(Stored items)
···
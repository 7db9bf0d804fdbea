//! HTTP handlers for session endpoints.

use axum::{
    extract::State,
    http::StatusCode,
    response::{IntoResponse, Response},
    Json,
};

use crate::adapters::http::dto::ErrorResponse;
use crate::adapters::http::middleware::RequireSession;
use crate::adapters::http::registry::lock;
use crate::adapters::http::AppState;
use crate::domain::navigation::MenuState;

use super::dto::{MenuResponse, OpenSessionResponse};

/// POST /sessions - Open an anonymous session
pub async fn open_session(State(state): State<AppState>) -> Response {
    let id = match state.sessions.open() {
        Ok(id) => id,
        Err(e) => {
            return (
                StatusCode::SERVICE_UNAVAILABLE,
                Json(ErrorResponse::unavailable(e.to_string())),
            )
                .into_response();
        }
    };

    match state.signer.sign(id) {
        Ok(token) => {
            let response = OpenSessionResponse {
                session_id: id.to_string(),
                token,
                menu: MenuResponse::new(MenuState::Anonymous, None),
            };
            (StatusCode::CREATED, Json(response)).into_response()
        }
        Err(e) => {
            state.sessions.close(&id);
            tracing::error!(error = %e, "Failed to sign session token");
            (
                StatusCode::INTERNAL_SERVER_ERROR,
                Json(ErrorResponse::internal("Could not open a session")),
            )
                .into_response()
        }
    }
}

/// DELETE /sessions - End the caller's session and drop its working state
pub async fn close_session(
    State(state): State<AppState>,
    RequireSession(session): RequireSession,
) -> StatusCode {
    state.sessions.close(&session.id);
    StatusCode::NO_CONTENT
}

/// GET /menu - Screens offered to the session
pub async fn get_menu(RequireSession(session): RequireSession) -> Response {
    let response = MenuResponse::from(&*lock(&session.context));
    (StatusCode::OK, Json(response)).into_response()
}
···
## Work to complete
Please print, exactly and with nothing else, the lines from the first line of the entries through the line containing "pub async fn get_menu(RequireSession(session): RequireSession)".

## Expected output
repository 7db9bf0d804fdbea
//! HTTP handlers for session endpoints.

use axum::{
    extract::State,
    http::StatusCode,
    response::{IntoResponse, Response},
    Json,
};

use crate::adapters::http::dto::ErrorResponse;
use crate::adapters::http::middleware::RequireSession;
use crate::adapters::http::registry::lock;
use crate::adapters::http::AppState;
use crate::domain::navigation::MenuState;

use super::dto::{MenuResponse, OpenSessionResponse};

/// POST /sessions - Open an anonymous session
pub async fn open_session(State(state): State<AppState>) -> Response {
    let id = match state.sessions.open() {
        Ok(id) => id,
        Err(e) => {
            return (
                StatusCode::SERVICE_UNAVAILABLE,
                Json(ErrorResponse::unavailable(e.to_string())),
            )
                .into_response();
        }
    };

    match state.signer.sign(id) {
        Ok(token) => {
            let response = OpenSessionResponse {
                session_id: id.to_string(),
                token,
                menu: MenuResponse::new(MenuState::Anonymous, None),
            };
            (StatusCode::CREATED, Json(response)).into_response()
        }
        Err(e) => {
            state.sessions.close(&id);
            tracing::error!(error = %e, "Failed to sign session token");
            (
                StatusCode::INTERNAL_SERVER_ERROR,
                Json(ErrorResponse::internal("Could not open a session")),
            )
                .into_response()
        }
    }
}

/// DELETE /sessions - End the caller's session and drop its working state
pub async fn close_session(
    State(state): State<AppState>,
    RequireSession(session): RequireSession,
) -> StatusCode {
    state.sessions.close(&session.id);
    StatusCode::NO_CONTENT
}

/// GET /menu - Screens offered to the session
pub async fn get_menu(RequireSession(session): RequireSession) -> Response {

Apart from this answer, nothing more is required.